# metzgers



## hoppy63 (Feb 5, 2011)

saw a couple walk out a mile or so.....three air boats, waiting for report on ice conditions. some tracks where sleds went off rialto, but didnt see anyone. i believe they were a day or two old.


----------



## hoppy63 (Feb 5, 2011)

any reports on this area? ive heard two different reports from iceboats. one that said they broke through a couple of times out there (not sure how far out), and another that they never broke through, and were on at least 10" of ice. i think they are the only ones that know the real deal. maybe they dont want company out there where they are catching? would be nice to get good report from them, or maybe someone who has been out with them.


----------



## fishindude644 (Jan 12, 2011)

hoppy63 said:


> any reports on this area? ive heard two different reports from iceboats. one that said they broke through a couple of times out there (not sure how far out), and another that they never broke through, and were on at least 10" of ice. i think they are the only ones that know the real deal. maybe they dont want company out there where they are catching? would be nice to get good report from them, or maybe someone who has been out with them.


 I do believe they are on fish also. Why would they keep going out there? The ice prob is iffy at best though because of all the movement with the ne wind from the storm. Someone is going to have to make a trail before i venture out there. This dam white crap isn't helping one bit either.


----------



## dodge it (Feb 6, 2011)

I was the one out a mile me and my dad fish for 2 hours caught no fish.. ice was iffy 4 to 5 inches a couple slushy spots.


----------



## hoppy63 (Feb 5, 2011)

hey dodge, where was the ice that thin? im hearing from some that have been out that it is 10-12", except where the ice blew out and back in and that the boats broke through a couple of times in the slushy spots. would think it would firm up with this next cold snap. have any bites, or mark any fish?


----------



## dodge it (Feb 6, 2011)

Ice was 4 to 5 inches where we were fishing about a mile out. Slushy spots were about 3/4 of a mile out. We were in 17 feet of water could see bottom. No hits markd no fish. If you go out be careful.


----------



## gaterman (Dec 29, 2010)

Got a call from a buddy that fished out of metzgers and got a 4 man limit. They said they never broke through but did a couple times on the way in 3/4 mile from shore. They didnt realy say much about slush but air boats would find much problem with that. Im going to give it a few days then try it. They did say saw two snowmobiels out today. They will be fishing the next few days and keeping me posted.


----------



## Ey3FrenZy (Jun 9, 2010)

Theres only one way to find out boys!! head out and give it a shot  were headed there this friday


----------



## Another Fisherman (Feb 3, 2011)

Ey3FrenZy said:


> Theres only one way to find out boys!! head out and give it a shot  were headed there this friday


I'm getting the jump on you.....Going today!


----------



## Another Fisherman (Feb 3, 2011)

gaterman said:


> Got a call from a buddy that fished out of metzgers and got a 4 man limit. They said they never broke through but did a couple times on the way in 3/4 mile from shore. They didnt realy say much about slush but air boats would find much problem with that. Im going to give it a few days then try it. They did say saw two snowmobiels out today. They will be fishing the next few days and keeping me posted.

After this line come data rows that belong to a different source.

//! Shape mask and mapping HTTP handlers.
//!
//! This module implements the shape-related API endpoints:
//! - GET /api/v1/projects/:id/shapes - All shapes with masks and colors
//! - DELETE /api/v1/projects/:id/shapes - Wipe all shapes
//! - PUT /api/v1/projects/:id/shapes/:shape_id - Upsert a shape
//! - DELETE /api/v1/projects/:id/shapes/:shape_id - Delete a shape
//! - PUT /api/v1/projects/:id/shapes/:shape_id/mapping - Map to Hydrus/value
//! - DELETE /api/v1/projects/:id/shapes/:shape_id/mapping - Drop the mapping

use std::collections::BTreeMap;

use axum::{
    Json,
    extract::{Path, State},
};

use crate::{
    error::AppError,
    models::ShapeId,
    models::project::{ProjectMetadata, ShapeMapping},
    models::shape::{ShapeResponse, UpsertShapeRequest},
    services::project_service,
    state::AppState,
};

/// Fetch every shape of a project.
///
/// # Response (200 OK)
///
/// ```json
/// {
///   "pasture": {
///     "color": "#1A2B3C",
///     "mask": {"rows": 2, "cols": 2, "cells": [1, 0, 0, 0]}
///   }
/// }
/// ```
pub async fn get_all_shapes(
    State(state): State<AppState>,
    Path(project_id): Path<String>,
) -> Result<Json<BTreeMap<ShapeId, ShapeResponse>>, AppError> {
    let shapes = project_service::get_all_shapes(state.dao.as_ref(), &project_id).await?;
    Ok(Json(shapes))
}

/// Delete every shape of a project, masks and metadata entries alike.
pub async fn wipe_all_shapes(
    State(state): State<AppState>,
    Path(project_id): Path<String>,
) -> Result<Json<ProjectMetadata>, AppError> {
    let metadata = project_service::wipe_all_shapes(state.dao.as_ref(), &project_id).await?;
    Ok(Json(metadata))
}

/// Create or replace a shape.
///
/// # Request Body
///
/// Either a finished mask or a polygon drawn over the model image (see
/// `UpsertShapeRequest`). Polygon submissions require the project grid
/// dimensions to be set.
///
/// # Response
///
/// - **Success (200 OK)**: The stored shape (color and rasterized mask)
/// - **Error (400)**: Malformed mask, degenerate polygon, or missing grid
/// - **Error (404)**: No project with this id
pub async fn upsert_shape(
    State(state): State<AppState>,
    Path((project_id, shape_id)): Path<(String, String)>,
    Json(request): Json<UpsertShapeRequest>,
) -> Result<Json<ShapeResponse>, AppError> {
    let shape =
        project_service::save_or_update_shape(state.dao.as_ref(), &project_id, &shape_id, request)
            .await?;
    Ok(Json(shape))
}

/// Delete a single shape.
pub async fn delete_shape(
    State(state): State<AppState>,
    Path((project_id, shape_id)): Path<(String, String)>,
) -> Result<Json<ProjectMetadata>, AppError> {
    let metadata =
        project_service::delete_shape(state.dao.as_ref(), &project_id, &shape_id).await?;
    Ok(Json(metadata))
}

/// Map a shape to its recharge source.
///
/// # Request Body
///
/// ```json
/// {"hydrus": "field-model"}
/// {"manual_value": 0.25}
/// ```
///
/// # Response
///
/// - **Success (200 OK)**: Updated project metadata
/// - **Error (404)**: Unknown shape or Hydrus model
pub async fn map_shape(
    State(state): State<AppState>,
    Path((project_id, shape_id)): Path<(String, String)>,
    Json(mapping): Json<ShapeMapping>,
) -> Result<Json<ProjectMetadata>, AppError> {
    let dao = state.dao.as_ref();
    let metadata = match mapping {
        ShapeMapping::Hydrus(hydrus_id) => {
            project_service::map_shape_to_hydrus(dao, &project_id, &shape_id, &hydrus_id).await?
        }
        ShapeMapping::ManualValue(value) => {
            project_service::map_shape_to_manual_value(dao, &project_id, &shape_id, value).await?
        }
    };
    Ok(Json(metadata))
}

/// Drop a shape's recharge mapping.
pub async fn unmap_shape(
    State(state): State<AppState>,
    Path((project_id, shape_id)): Path<(String, String)>,
) -> Result<Json<ProjectMetadata>, AppError> {
    let metadata =
        project_service::remove_shape_mapping(state.dao.as_ref(), &project_id, &shape_id).await?;
    Ok(Json(metadata))
}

Did he say how far the sleds were out?


----------



## gaterman (Dec 29, 2010)

sleds were out as fare as my buddy with his air boat, they rode up and talked to them. Just a reminder guys it is crane creek use cation. be safe and good luck go gettem boys.


----------



## hoppy63 (Feb 5, 2011)

i saw tracks from sleds off rialto, but they were a day or two old. not sure who, or how far they were.


----------



## gaterman (Dec 29, 2010)

buddys said fishing was a little slow today but still cought fish, no limits but close. Ice was good never broke through today snow has frozzen solid. I plane on fishing thurs,maybe friday, and for sure sat. Also saw the satellite photos for today, and the lake has locked back up, hope it keeps things from moving around. Be safe and good luck.


----------



## fishindude644 (Jan 12, 2011)

Good luck and make sure you bring a shovel,tow strap and a bunch of buddies. Hope im wrong but from what i heard its as bad as catawba .


----------



## 65redbeard (Mar 12, 2006)

you guys are tuff one day i will get up there


----------



## D Man (Apr 3, 2006)

W/SW winds 15 - 25 for the next few days..... be careful. Crack will open somewhere.


----------



## rutnut245 (Jan 18, 2009)

fishindude644 said:


> Good luck and make sure you bring a shovel,tow strap and a bunch of buddies. Hope im wrong but from what i heard its as bad as catawba .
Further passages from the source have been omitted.